Another light and fluffy life story I read was Strictly Come Dancing judge Craig Revel-Horwood's autobiography, All Balls and Glitter. Quite interesting but nowhere near enough backstage gossip from Strictly as I would have liked (and to be honest, what I bought the book for).
Onto more weighty work with the release of a hidden gem from 1928, Patrick Hamilton's Twopence Coloured. It's been released by Faber Finds and if you've read any of his work before, then you must read this one too. It's about a young woman from Brighton who tries, succeeds and then fails, in her quest to Become Someone on the London Stage. Wonderful book.

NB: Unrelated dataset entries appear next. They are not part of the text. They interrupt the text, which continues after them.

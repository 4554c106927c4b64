use std::net::TcpListener;
use std::sync::Arc;

use actix_web::dev::Server;
use actix_web::{web, App, HttpServer};
use tokio::sync::watch;
use tokio::task::JoinHandle;
use tracing_actix_web::TracingLogger;

use crate::configuration::{Settings, SqsConfig};
use crate::database::get_connection_pool;
use crate::payment_client::{MercadoPagoClient, PaymentGateway};
use crate::routes::checkout::listener::OrderCreatedListener;
use crate::routes::checkout::store::{CheckoutStore, PgCheckoutStore};
use crate::routes::main_route;
use crate::sqs_client::{QueueService, SqsClient};

pub struct Application {
    port: u16,
    server: Server,
    listener_handle: JoinHandle<()>,
    shutdown_tx: watch::Sender<bool>,
}

impl Application {
    pub async fn build(configuration: Settings) -> Result<Self, anyhow::Error> {
        let connection_pool = get_connection_pool(&configuration.database);
        let store: Arc<dyn CheckoutStore> = Arc::new(PgCheckoutStore::new(connection_pool));
        let gateway: Arc<dyn PaymentGateway> = Arc::new(MercadoPagoClient::new(
            configuration.gateway.base_url.clone(),
            configuration.gateway.access_token.clone(),
            configuration.gateway.timeout(),
        ));
        let queue: Arc<dyn QueueService> = Arc::new(SqsClient::new(
            configuration.sqs.endpoint.clone(),
            configuration.sqs.max_messages,
            configuration.sqs.timeout(),
        ));

        let (shutdown_tx, shutdown_rx) = watch::channel(false);
        let order_listener = OrderCreatedListener::new(
            queue.clone(),
            gateway.clone(),
            store.clone(),
            configuration.sqs.order_created_queue_url.clone(),
            configuration.sqs.poll_interval(),
        );
        let listener_handle = tokio::spawn(order_listener.run(shutdown_rx));

        let address = format!(
            "{}:{}",
            configuration.application.host, configuration.application.port
        );
        println!("Listening {}", address);
        let listener = TcpListener::bind(&address)?;
        let port = listener.local_addr()?.port();
        let server = run(listener, store, gateway, queue, configuration.sqs).await?;
        Ok(Self {
            port,
            server,
            listener_handle,
            shutdown_tx,
        })
    }

    pub fn port(&self) -> u16 {
        self.port
    }

    /// Runs until the HTTP server stops, then signals the queue listener
    /// and waits for its current cycle to drain.
    pub async fn run_until_stopped(self) -> Result<(), anyhow::Error> {
        let result = self.server.await;
        let _ = self.shutdown_tx.send(true);
        let _ = self.listener_handle.await;
        result?;
        Ok(())
    }
}

async fn run(
    listener: TcpListener,
    store: Arc<dyn CheckoutStore>,
    gateway: Arc<dyn PaymentGateway>,
    queue: Arc<dyn QueueService>,
    sqs: SqsConfig,
) -> Result<Server, anyhow::Error> {
    let store = web::Data::from(store);
    let gateway = web::Data::from(gateway);
    let queue = web::Data::from(queue);
    let sqs_obj = web::Data::new(sqs);
    let server = HttpServer::new(move || {
        App::new()
            .wrap(TracingLogger::default())
            .app_data(store.clone())
            .app_data(gateway.clone())
            .app_data(queue.clone())
            .app_data(sqs_obj.clone())
            .configure(main_route)
    })
    .workers(4)
    .listen(listener)?
    .run();

    Ok(server)
}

And then I read The Slap by Australian author Christos Tsiolkas. This is a book that I'd picked off the shelf in Waterstones loads of times, reckoned it was going to be middle-class angst over whether one should or not slap a child, and then I'd always put it back on the shelf, dismissing it. But this time I didn't put it back and it was well worth a read. The Slap of course, isn't what the book is about in the end and as it's set in Australia was a great deal more interesting than I had first thought it might be. A good read.
Finally I started on Skippy Dies by Paul Murray which I'm still reading now and enjoying a lot. It reminds me of John Irving's A Prayer for Owen Meaney in it's style, so far, and it's set in a boy's boarding school in Dublin. So far, so good.
3 comments:
Did you not think that the slap started out well, and kind of withered away a bit?
Interesting I HATED The Slap, I didn't even finish it. I just read 'The Other Hand by Chris Cleave, fabulous stuff.
I liked The Slap *apart from the frequent bad sex bits!* but yes, enjoyed it all the way through. Dislikable bunch though!